▶ [MATERIAL FOR THE TASK]:
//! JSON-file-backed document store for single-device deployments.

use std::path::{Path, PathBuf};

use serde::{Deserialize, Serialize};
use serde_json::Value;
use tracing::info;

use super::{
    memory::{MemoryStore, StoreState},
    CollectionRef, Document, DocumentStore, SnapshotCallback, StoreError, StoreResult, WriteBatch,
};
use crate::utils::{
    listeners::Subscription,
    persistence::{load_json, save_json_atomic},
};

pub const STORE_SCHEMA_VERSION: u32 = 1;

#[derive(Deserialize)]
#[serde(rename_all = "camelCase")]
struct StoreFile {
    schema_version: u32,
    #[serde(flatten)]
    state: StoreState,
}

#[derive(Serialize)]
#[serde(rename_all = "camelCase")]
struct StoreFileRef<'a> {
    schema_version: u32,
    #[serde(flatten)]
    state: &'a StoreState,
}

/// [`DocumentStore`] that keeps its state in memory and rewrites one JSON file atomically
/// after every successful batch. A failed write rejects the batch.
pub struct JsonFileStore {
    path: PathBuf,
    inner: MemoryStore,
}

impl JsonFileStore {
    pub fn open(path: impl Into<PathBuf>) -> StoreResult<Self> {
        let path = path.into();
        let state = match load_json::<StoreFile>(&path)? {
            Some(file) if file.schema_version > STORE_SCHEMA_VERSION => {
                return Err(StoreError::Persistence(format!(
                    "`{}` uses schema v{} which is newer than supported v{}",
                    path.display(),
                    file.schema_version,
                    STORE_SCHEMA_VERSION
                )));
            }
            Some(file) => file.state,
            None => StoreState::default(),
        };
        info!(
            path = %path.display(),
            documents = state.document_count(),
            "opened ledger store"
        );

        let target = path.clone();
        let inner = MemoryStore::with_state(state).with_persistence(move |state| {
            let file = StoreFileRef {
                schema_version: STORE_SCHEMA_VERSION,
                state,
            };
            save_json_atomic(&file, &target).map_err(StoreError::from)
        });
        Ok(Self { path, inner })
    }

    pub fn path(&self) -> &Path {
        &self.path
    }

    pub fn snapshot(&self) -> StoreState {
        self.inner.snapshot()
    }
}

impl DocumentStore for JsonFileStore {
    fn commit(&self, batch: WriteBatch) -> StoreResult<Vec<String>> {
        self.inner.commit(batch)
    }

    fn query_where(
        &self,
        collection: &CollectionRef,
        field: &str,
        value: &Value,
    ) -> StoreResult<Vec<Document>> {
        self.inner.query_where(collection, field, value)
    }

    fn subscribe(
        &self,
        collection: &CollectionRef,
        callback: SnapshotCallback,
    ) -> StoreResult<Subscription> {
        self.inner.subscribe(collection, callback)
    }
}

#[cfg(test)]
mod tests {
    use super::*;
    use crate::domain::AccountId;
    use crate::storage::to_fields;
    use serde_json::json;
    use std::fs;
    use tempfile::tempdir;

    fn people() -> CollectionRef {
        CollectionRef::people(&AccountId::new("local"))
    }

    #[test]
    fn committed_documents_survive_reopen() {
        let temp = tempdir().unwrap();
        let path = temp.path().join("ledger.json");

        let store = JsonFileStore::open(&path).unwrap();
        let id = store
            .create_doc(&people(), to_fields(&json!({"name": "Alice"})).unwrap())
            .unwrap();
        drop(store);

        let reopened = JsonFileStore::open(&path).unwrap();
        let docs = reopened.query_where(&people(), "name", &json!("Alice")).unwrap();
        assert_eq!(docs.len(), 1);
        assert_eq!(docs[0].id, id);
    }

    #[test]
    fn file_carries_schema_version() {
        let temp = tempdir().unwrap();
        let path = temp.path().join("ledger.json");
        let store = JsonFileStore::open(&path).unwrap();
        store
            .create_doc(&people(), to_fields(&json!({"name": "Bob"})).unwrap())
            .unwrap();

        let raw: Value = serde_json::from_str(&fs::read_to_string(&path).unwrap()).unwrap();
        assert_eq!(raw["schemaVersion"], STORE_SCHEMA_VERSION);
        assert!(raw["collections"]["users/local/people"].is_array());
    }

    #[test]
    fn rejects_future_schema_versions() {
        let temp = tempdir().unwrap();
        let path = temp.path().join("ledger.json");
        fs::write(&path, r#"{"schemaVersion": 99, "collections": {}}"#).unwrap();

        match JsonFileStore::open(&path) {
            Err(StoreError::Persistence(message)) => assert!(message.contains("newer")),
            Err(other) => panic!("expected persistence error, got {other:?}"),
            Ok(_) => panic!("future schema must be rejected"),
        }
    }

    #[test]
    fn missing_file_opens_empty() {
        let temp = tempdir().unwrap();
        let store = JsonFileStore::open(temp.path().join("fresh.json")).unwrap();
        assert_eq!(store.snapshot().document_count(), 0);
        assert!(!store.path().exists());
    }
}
---
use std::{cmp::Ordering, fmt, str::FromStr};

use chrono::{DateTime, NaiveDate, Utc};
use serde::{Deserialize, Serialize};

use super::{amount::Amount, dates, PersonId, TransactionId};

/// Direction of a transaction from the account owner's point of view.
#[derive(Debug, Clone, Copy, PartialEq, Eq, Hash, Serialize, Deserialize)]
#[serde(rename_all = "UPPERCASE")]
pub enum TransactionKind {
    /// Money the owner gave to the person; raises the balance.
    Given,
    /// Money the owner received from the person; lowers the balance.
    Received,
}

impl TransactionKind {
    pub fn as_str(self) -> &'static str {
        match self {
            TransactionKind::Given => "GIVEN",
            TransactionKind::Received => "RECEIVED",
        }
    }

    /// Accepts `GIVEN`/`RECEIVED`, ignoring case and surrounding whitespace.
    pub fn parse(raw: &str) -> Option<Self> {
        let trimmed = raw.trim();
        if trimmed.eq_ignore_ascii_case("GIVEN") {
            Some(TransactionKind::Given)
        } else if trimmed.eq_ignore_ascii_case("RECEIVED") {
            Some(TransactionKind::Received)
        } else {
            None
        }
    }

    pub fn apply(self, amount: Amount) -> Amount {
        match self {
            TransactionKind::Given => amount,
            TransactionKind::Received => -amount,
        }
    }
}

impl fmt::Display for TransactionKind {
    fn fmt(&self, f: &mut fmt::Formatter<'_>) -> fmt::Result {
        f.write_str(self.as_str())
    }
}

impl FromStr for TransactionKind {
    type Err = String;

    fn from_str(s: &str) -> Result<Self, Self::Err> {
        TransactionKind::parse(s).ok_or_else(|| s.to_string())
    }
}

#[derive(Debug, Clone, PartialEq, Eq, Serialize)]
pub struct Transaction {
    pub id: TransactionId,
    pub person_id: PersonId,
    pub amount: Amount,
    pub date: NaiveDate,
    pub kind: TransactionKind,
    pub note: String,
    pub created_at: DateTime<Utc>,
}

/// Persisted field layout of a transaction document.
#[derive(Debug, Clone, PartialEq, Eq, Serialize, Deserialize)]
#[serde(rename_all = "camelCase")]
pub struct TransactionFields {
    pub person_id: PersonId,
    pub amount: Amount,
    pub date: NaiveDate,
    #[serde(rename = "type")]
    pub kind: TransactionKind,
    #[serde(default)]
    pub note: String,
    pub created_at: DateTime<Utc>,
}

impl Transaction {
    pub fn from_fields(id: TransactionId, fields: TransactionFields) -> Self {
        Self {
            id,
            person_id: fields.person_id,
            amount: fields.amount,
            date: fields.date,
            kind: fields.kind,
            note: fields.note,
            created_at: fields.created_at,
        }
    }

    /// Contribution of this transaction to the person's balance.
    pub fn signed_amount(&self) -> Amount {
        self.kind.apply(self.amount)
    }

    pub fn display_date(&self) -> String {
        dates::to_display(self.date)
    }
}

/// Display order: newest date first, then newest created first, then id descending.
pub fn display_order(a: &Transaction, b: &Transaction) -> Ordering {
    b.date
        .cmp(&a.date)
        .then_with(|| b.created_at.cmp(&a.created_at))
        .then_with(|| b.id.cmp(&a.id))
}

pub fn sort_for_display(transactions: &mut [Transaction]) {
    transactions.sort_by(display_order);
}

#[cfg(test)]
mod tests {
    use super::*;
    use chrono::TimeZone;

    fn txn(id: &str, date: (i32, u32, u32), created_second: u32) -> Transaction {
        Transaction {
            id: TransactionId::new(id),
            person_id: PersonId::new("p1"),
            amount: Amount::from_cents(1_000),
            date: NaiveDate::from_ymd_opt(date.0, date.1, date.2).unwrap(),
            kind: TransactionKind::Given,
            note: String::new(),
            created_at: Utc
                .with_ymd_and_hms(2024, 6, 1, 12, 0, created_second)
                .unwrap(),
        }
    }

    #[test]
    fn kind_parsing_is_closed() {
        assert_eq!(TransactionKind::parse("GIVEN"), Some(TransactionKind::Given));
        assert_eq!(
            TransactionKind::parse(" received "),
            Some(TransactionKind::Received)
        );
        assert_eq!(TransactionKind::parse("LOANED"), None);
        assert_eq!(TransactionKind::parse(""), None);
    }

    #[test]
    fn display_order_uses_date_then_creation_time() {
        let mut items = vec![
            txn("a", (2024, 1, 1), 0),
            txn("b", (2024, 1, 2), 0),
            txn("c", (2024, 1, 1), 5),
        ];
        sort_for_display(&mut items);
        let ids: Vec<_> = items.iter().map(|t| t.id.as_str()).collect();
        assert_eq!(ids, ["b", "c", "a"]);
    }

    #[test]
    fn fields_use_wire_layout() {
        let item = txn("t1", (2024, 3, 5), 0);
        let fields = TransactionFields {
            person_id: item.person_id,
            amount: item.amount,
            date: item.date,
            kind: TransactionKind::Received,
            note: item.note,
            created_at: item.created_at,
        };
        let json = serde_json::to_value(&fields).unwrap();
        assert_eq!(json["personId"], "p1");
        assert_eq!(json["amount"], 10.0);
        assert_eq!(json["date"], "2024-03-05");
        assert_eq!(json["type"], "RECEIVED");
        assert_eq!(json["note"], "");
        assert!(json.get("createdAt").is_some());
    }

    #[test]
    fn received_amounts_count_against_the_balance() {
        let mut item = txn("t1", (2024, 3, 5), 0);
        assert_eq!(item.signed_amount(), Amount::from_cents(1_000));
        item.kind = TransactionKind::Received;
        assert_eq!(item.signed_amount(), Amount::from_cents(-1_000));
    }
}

▶ [EXERCISE REQUIREMENTS]:
Output the lines above between the one holding "for single-device deployments." and the one holding "Some(file) if file.schema_version", inclusive, with nothing before or after them.

▶ [REPLY TO THE EXERCISE]:
//! JSON-file-backed document store for single-device deployments.

use std::path::{Path, PathBuf};

use serde::{Deserialize, Serialize};
use serde_json::Value;
use tracing::info;

use super::{
    memory::{MemoryStore, StoreState},
    CollectionRef, Document, DocumentStore, SnapshotCallback, StoreError, StoreResult, WriteBatch,
};
use crate::utils::{
    listeners::Subscription,
    persistence::{load_json, save_json_atomic},
};

pub const STORE_SCHEMA_VERSION: u32 = 1;

#[derive(Deserialize)]
#[serde(rename_all = "camelCase")]
struct StoreFile {
    schema_version: u32,
    #[serde(flatten)]
    state: StoreState,
}

#[derive(Serialize)]
#[serde(rename_all = "camelCase")]
struct StoreFileRef<'a> {
    schema_version: u32,
    #[serde(flatten)]
    state: &'a StoreState,
}

/// [`DocumentStore`] that keeps its state in memory and rewrites one JSON file atomically
/// after every successful batch. A failed write rejects the batch.
pub struct JsonFileStore {
    path: PathBuf,
    inner: MemoryStore,
}

impl JsonFileStore {
    pub fn open(path: impl Into<PathBuf>) -> StoreResult<Self> {
        let path = path.into();
        let state = match load_json::<StoreFile>(&path)? {
            Some(file) if file.schema_version > STORE_SCHEMA_VERSION => {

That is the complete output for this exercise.